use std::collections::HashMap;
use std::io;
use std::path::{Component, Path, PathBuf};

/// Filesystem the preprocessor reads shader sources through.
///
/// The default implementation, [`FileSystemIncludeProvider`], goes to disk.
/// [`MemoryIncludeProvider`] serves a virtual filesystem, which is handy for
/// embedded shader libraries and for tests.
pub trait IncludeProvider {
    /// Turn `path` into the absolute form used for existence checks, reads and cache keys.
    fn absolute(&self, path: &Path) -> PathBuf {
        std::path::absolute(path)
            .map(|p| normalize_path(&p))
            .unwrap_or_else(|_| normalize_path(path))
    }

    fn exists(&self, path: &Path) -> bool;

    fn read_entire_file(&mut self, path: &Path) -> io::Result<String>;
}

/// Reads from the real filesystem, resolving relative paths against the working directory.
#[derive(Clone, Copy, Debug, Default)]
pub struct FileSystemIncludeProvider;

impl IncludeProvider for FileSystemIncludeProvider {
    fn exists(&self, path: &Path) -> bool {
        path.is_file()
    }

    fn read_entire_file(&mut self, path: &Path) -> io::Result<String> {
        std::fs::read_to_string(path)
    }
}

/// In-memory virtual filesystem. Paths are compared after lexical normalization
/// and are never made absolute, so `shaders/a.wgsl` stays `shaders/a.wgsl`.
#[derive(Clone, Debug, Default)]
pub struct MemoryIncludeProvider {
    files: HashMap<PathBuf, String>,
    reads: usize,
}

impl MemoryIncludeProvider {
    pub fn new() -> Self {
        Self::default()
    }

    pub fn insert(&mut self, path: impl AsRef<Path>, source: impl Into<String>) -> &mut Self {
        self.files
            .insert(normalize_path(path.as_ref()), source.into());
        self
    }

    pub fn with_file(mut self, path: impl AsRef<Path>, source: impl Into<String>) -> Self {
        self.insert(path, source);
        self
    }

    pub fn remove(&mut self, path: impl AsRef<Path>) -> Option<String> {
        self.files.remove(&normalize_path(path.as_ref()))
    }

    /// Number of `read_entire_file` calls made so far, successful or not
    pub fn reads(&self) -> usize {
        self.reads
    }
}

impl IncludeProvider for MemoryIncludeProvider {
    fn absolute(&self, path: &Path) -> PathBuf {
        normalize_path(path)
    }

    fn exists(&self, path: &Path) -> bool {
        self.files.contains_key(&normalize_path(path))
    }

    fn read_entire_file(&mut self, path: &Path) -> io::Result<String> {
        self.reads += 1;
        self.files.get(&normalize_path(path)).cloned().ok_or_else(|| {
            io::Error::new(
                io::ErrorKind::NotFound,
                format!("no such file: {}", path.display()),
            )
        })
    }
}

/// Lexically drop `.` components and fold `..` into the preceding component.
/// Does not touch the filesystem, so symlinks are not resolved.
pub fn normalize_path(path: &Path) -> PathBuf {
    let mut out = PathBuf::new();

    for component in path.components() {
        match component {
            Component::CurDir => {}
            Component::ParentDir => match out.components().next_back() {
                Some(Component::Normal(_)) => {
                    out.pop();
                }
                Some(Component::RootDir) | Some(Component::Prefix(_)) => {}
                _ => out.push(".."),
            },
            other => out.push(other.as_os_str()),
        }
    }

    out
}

* * *

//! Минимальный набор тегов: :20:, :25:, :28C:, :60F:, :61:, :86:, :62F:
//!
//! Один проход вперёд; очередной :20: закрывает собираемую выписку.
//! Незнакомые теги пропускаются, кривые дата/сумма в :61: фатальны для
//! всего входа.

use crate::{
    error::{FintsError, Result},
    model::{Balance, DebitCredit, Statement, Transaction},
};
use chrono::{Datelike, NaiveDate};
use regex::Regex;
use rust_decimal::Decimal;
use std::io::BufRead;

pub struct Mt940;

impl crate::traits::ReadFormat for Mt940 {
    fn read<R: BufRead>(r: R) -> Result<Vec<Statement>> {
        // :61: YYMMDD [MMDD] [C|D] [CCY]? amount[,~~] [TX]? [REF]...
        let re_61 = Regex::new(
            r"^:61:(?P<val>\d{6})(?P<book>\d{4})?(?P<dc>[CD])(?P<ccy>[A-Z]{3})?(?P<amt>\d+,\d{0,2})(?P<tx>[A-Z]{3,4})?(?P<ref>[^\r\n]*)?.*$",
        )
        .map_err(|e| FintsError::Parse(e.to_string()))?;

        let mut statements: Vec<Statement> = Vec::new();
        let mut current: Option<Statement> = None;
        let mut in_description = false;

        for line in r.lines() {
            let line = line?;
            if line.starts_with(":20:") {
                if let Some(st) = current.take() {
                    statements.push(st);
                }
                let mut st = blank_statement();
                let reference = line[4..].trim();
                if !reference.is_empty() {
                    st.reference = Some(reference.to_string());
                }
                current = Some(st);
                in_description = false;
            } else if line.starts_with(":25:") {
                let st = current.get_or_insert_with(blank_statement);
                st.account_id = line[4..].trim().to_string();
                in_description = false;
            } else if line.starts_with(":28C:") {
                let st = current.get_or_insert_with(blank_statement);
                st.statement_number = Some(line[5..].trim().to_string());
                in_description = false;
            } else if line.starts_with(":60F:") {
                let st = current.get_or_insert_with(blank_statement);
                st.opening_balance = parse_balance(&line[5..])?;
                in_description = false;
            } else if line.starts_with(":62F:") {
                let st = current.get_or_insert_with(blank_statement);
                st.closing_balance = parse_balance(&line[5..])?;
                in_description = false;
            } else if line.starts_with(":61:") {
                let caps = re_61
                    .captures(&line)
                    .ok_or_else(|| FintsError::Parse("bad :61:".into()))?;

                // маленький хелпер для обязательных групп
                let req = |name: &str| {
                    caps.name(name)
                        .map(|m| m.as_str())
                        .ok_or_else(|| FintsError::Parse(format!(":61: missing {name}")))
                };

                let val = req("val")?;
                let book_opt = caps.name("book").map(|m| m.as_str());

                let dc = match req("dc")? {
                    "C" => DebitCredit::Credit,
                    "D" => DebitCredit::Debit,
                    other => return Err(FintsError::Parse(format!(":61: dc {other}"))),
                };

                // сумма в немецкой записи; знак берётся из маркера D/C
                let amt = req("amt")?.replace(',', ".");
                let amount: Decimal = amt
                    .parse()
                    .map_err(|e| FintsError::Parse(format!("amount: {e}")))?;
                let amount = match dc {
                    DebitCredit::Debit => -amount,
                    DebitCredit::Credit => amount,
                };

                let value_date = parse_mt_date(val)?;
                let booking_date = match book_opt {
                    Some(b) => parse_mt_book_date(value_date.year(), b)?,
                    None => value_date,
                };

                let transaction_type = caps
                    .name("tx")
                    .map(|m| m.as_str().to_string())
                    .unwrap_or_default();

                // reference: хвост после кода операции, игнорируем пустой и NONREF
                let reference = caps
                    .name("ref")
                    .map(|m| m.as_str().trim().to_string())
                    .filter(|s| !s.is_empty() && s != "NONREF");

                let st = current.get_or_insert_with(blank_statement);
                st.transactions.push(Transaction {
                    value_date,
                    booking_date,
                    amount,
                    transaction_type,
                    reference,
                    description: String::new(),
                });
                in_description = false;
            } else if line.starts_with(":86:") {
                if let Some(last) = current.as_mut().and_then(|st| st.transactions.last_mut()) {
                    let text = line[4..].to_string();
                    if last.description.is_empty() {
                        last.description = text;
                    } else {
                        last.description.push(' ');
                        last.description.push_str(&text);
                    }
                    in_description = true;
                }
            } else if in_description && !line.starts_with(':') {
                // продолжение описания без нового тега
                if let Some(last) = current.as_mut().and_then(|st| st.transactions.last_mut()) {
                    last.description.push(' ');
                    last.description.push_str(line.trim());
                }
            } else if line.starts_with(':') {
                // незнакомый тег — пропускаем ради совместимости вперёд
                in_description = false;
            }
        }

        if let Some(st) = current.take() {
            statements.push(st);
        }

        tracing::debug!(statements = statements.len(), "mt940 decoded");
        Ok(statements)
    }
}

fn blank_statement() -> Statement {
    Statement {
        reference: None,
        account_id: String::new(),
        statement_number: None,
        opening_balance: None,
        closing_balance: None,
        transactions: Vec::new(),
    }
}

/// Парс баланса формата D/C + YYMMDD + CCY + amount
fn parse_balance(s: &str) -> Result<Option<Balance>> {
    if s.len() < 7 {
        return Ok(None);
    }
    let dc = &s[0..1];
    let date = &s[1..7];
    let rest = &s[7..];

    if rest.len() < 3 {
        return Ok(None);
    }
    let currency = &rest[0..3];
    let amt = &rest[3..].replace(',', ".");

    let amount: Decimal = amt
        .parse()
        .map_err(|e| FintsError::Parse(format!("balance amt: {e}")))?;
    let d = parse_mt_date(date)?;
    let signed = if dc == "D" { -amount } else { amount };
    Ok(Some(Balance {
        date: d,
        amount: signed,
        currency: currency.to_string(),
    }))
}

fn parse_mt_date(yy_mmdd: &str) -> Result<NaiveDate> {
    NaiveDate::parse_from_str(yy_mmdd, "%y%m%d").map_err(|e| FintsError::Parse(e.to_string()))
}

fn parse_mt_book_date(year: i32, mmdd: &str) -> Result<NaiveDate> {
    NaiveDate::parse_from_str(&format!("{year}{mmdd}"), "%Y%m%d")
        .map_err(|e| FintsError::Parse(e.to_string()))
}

--

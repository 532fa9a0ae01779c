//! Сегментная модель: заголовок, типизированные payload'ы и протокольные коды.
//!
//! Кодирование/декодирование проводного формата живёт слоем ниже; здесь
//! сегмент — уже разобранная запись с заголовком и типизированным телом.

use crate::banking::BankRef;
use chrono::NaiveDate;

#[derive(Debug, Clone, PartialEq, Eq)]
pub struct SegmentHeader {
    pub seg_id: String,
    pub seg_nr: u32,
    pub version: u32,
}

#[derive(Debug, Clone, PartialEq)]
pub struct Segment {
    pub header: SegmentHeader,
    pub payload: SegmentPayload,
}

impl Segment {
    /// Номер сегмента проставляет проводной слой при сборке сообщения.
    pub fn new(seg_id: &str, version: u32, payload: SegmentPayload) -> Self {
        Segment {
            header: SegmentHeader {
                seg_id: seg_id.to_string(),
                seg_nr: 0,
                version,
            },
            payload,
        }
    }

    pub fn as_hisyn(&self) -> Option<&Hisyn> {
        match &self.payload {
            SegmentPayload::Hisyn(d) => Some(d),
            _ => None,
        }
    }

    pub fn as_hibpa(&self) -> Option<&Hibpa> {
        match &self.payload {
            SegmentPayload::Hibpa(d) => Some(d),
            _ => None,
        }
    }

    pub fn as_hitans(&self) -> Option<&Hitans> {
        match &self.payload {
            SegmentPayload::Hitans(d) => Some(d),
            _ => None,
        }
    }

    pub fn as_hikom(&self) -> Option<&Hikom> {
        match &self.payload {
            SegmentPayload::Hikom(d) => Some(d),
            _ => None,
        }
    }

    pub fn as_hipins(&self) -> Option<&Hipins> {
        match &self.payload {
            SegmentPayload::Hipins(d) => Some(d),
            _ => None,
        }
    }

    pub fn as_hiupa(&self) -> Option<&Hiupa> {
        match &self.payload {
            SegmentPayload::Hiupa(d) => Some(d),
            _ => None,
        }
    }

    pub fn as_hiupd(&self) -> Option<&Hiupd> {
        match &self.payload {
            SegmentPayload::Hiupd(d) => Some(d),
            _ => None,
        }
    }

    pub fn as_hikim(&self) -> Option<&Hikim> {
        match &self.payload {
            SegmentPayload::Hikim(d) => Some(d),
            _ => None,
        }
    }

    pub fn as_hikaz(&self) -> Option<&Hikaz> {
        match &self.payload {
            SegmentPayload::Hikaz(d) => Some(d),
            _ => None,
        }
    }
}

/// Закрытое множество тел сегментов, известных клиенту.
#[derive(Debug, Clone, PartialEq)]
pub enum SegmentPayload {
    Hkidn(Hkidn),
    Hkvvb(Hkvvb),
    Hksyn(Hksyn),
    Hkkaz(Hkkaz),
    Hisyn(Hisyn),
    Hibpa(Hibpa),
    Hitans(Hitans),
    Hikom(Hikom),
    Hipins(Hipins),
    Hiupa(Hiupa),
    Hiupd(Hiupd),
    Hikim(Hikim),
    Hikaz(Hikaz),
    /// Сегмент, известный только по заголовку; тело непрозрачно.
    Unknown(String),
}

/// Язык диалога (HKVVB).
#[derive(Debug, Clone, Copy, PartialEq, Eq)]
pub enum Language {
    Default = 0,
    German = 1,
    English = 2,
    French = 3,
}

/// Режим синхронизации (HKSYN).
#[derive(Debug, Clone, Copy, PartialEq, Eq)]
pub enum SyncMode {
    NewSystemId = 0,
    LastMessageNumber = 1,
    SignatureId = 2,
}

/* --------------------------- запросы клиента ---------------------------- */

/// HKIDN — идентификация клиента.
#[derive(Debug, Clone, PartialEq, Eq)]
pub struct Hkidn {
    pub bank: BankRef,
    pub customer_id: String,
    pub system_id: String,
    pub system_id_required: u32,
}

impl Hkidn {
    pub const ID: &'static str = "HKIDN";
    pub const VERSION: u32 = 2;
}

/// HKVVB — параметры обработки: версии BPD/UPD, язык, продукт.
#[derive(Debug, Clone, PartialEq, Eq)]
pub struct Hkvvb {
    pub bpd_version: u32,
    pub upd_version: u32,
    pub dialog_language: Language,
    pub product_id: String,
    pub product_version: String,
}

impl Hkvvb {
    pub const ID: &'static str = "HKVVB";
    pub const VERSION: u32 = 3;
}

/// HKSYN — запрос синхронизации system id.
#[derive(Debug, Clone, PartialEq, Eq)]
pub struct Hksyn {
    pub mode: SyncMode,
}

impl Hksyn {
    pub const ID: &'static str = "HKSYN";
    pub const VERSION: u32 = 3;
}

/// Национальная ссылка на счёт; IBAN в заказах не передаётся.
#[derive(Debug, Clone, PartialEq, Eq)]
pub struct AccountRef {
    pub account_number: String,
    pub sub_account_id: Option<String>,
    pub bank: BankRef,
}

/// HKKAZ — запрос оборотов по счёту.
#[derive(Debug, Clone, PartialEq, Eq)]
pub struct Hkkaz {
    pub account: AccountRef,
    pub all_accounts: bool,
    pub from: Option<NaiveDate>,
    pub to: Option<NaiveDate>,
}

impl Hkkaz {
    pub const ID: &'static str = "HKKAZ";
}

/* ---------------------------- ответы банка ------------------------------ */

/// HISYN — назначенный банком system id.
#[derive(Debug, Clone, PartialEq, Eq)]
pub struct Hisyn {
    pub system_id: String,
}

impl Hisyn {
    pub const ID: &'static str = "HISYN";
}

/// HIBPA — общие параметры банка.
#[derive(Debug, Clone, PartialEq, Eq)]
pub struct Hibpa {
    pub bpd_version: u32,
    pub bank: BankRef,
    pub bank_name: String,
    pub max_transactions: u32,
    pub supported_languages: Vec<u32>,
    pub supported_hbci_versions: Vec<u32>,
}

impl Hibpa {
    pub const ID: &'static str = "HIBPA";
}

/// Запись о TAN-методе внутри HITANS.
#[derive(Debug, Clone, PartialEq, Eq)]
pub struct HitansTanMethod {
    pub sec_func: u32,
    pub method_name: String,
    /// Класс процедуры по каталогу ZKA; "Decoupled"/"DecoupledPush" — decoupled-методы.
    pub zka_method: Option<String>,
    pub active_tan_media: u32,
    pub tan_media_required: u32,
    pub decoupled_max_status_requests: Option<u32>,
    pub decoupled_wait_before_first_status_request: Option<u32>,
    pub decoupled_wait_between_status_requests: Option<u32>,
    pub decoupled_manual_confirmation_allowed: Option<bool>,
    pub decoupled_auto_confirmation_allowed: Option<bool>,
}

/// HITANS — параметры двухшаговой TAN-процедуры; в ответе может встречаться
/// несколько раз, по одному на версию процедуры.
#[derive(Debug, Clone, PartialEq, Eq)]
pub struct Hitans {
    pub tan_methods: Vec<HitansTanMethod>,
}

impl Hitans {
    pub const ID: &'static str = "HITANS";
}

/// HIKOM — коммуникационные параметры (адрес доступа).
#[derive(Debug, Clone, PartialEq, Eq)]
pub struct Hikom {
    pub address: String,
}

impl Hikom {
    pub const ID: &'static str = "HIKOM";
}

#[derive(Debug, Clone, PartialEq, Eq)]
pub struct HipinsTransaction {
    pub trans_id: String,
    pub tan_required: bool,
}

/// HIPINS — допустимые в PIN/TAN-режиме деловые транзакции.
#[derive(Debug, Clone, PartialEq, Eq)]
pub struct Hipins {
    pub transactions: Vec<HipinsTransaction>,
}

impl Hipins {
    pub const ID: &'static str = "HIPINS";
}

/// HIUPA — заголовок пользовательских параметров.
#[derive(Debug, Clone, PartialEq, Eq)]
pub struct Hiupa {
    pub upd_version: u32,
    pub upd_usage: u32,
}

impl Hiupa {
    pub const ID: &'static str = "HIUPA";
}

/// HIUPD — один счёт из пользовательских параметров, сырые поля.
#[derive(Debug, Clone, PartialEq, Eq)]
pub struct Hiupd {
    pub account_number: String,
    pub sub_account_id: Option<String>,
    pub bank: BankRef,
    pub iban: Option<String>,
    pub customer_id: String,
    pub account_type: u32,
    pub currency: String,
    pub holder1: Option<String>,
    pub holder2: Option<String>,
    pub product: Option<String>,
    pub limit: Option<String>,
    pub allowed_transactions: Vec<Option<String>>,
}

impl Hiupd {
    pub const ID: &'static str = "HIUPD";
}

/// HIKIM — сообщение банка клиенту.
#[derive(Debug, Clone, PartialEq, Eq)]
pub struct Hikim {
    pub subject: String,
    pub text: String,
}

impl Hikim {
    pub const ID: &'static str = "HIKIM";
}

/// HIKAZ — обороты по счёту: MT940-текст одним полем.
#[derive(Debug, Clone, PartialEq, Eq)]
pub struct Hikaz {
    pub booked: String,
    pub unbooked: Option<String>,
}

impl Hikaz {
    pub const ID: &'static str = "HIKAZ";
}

#### Task to carry out
Determine the number of lines in the data that include the word "caps", and provide that number without comment.

#### Solution to the exercise
5